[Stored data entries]
* * * * *

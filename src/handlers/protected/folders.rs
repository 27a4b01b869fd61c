// handlers/protected/folders.rs - Folder listing, creation, unlock and removal

use axum::extract::{Path, State};
use serde::Deserialize;
use serde_json::{json, Value};

use crate::app::AppState;
use crate::database::{DatabaseError, Folder};
use crate::error::ApiError;
use crate::middleware::{ApiResponse, ApiResult, AuthUser, JsonOrForm};

#[derive(Debug, Deserialize)]
pub struct NewFolder {
    #[serde(rename = "folderName")]
    pub folder_name: String,
    #[serde(default)]
    pub password: Option<String>,
}

#[derive(Debug, Deserialize)]
pub struct FolderPassword {
    #[serde(default)]
    pub password: String,
}

fn parse_folder_id(raw: &str) -> Result<i64, ApiError> {
    raw.parse::<i64>()
        .map_err(|_| ApiError::bad_request(format!("Invalid folder_id '{}'", raw)))
}

/// GET /user - Every folder, without password hashes
pub async fn folders_list(State(state): State<AppState>, user: AuthUser) -> ApiResult<Vec<Folder>> {
    let folders = state.folders.list().await?;
    tracing::info!(user_id = user.id, "Listed {} folders", folders.len());
    Ok(ApiResponse::success(folders))
}

/// POST /new_folder - Create a folder owned by the caller; a password locks it
pub async fn folder_create(
    State(state): State<AppState>,
    user: AuthUser,
    JsonOrForm(body): JsonOrForm<NewFolder>,
) -> ApiResult<Value> {
    let name = body.folder_name.trim();
    if name.is_empty() {
        return Err(ApiError::validation_error("folder name cannot be empty"));
    }

    let pass_hash = body
        .password
        .filter(|p| !p.is_empty())
        .map(|p| state.hasher.hash(&p));

    let folder = state
        .folders
        .create(user.id, name, pass_hash)
        .await
        .map_err(|e| match e {
            DatabaseError::Conflict(_) => ApiError::conflict("the folder already exists in the database"),
            other => other.into(),
        })?;

    tracing::info!(user_id = user.id, folder_id = folder.id, "Created folder {}", folder.name);
    Ok(ApiResponse::success(json!({ "id": folder.id })))
}

/// POST /user/:folder_id - Check a folder password. Unlocked folders always pass.
pub async fn folder_unlock(
    State(state): State<AppState>,
    Path(folder_id): Path<String>,
    _user: AuthUser,
    JsonOrForm(body): JsonOrForm<FolderPassword>,
) -> ApiResult<Value> {
    let folder_id = parse_folder_id(&folder_id)?;
    let folder = state
        .folders
        .find(folder_id)
        .await?
        .ok_or_else(|| ApiError::not_found(format!("folder {} not found", folder_id)))?;

    if let (true, Some(digest)) = (folder.is_locked, folder.pass_hash.as_deref()) {
        if !state.hasher.verify(&body.password, digest) {
            tracing::warn!(folder_id, "Wrong folder password");
            return Err(ApiError::unauthorized("the folder password is not correct"));
        }
    }

    Ok(ApiResponse::message("The password is correct"))
}

/// DELETE /user/:folder_id/remove_folder - Only the owner may remove a folder
pub async fn folder_remove(
    State(state): State<AppState>,
    Path(folder_id): Path<String>,
    user: AuthUser,
) -> ApiResult<Value> {
    let folder_id = parse_folder_id(&folder_id)?;
    let folder = state
        .folders
        .find(folder_id)
        .await?
        .ok_or_else(|| ApiError::not_found(format!("folder {} not found", folder_id)))?;

    if folder.owner_id != user.id {
        return Err(ApiError::forbidden("only the owner can remove this folder"));
    }

    if !state.folders.delete_owned(folder_id, user.id).await? {
        return Err(ApiError::not_found(format!("folder {} not found", folder_id)));
    }

    tracing::info!(user_id = user.id, folder_id, "Removed folder {}", folder.name);
    Ok(ApiResponse::message("The folder was removed"))
}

* * * * *

** TASK STATEMENT **
All of the data above should be set down again exactly.

** WORKED SOLUTION **
filename src/handlers/protected/folders.rs
repository 27a4b01b869fd61c
// handlers/protected/folders.rs - Folder listing, creation, unlock and removal

use axum::extract::{Path, State};
use serde::Deserialize;
use serde_json::{json, Value};

use crate::app::AppState;
use crate::database::{DatabaseError, Folder};
use crate::error::ApiError;
use crate::middleware::{ApiResponse, ApiResult, AuthUser, JsonOrForm};

#[derive(Debug, Deserialize)]
pub struct NewFolder {
    #[serde(rename = "folderName")]
    pub folder_name: String,
    #[serde(default)]
    pub password: Option<String>,
}

#[derive(Debug, Deserialize)]
pub struct FolderPassword {
    #[serde(default)]
    pub password: String,
}

fn parse_folder_id(raw: &str) -> Result<i64, ApiError> {
    raw.parse::<i64>()
        .map_err(|_| ApiError::bad_request(format!("Invalid folder_id '{}'", raw)))
}

/// GET /user - Every folder, without password hashes
pub async fn folders_list(State(state): State<AppState>, user: AuthUser) -> ApiResult<Vec<Folder>> {
    let folders = state.folders.list().await?;
    tracing::info!(user_id = user.id, "Listed {} folders", folders.len());
    Ok(ApiResponse::success(folders))
}

/// POST /new_folder - Create a folder owned by the caller; a password locks it
pub async fn folder_create(
    State(state): State<AppState>,
    user: AuthUser,
    JsonOrForm(body): JsonOrForm<NewFolder>,
) -> ApiResult<Value> {
    let name = body.folder_name.trim();
    if name.is_empty() {
        return Err(ApiError::validation_error("folder name cannot be empty"));
    }

    let pass_hash = body
        .password
        .filter(|p| !p.is_empty())
        .map(|p| state.hasher.hash(&p));

    let folder = state
        .folders
        .create(user.id, name, pass_hash)
        .await
        .map_err(|e| match e {
            DatabaseError::Conflict(_) => ApiError::conflict("the folder already exists in the database"),
            other => other.into(),
        })?;

    tracing::info!(user_id = user.id, folder_id = folder.id, "Created folder {}", folder.name);
    Ok(ApiResponse::success(json!({ "id": folder.id })))
}

/// POST /user/:folder_id - Check a folder password. Unlocked folders always pass.
pub async fn folder_unlock(
    State(state): State<AppState>,
    Path(folder_id): Path<String>,
    _user: AuthUser,
    JsonOrForm(body): JsonOrForm<FolderPassword>,
) -> ApiResult<Value> {
    let folder_id = parse_folder_id(&folder_id)?;
    let folder = state
        .folders
        .find(folder_id)
        .await?
        .ok_or_else(|| ApiError::not_found(format!("folder {} not found", folder_id)))?;

    if let (true, Some(digest)) = (folder.is_locked, folder.pass_hash.as_deref()) {
        if !state.hasher.verify(&body.password, digest) {
            tracing::warn!(folder_id, "Wrong folder password");
            return Err(ApiError::unauthorized("the folder password is not correct"));
        }
    }

    Ok(ApiResponse::message("The password is correct"))
}

/// DELETE /user/:folder_id/remove_folder - Only the owner may remove a folder
pub async fn folder_remove(
    State(state): State<AppState>,
    Path(folder_id): Path<String>,
    user: AuthUser,
) -> ApiResult<Value> {
    let folder_id = parse_folder_id(&folder_id)?;
    let folder = state
        .folders
        .find(folder_id)
        .await?
        .ok_or_else(|| ApiError::not_found(format!("folder {} not found", folder_id)))?;

    if folder.owner_id != user.id {
        return Err(ApiError::forbidden("only the owner can remove this folder"));
    }

    if !state.folders.delete_owned(folder_id, user.id).await? {
        return Err(ApiError::not_found(format!("folder {} not found", folder_id)));
    }

    tracing::info!(user_id = user.id, folder_id, "Removed folder {}", folder.name);
    Ok(ApiResponse::message("The folder was removed"))
}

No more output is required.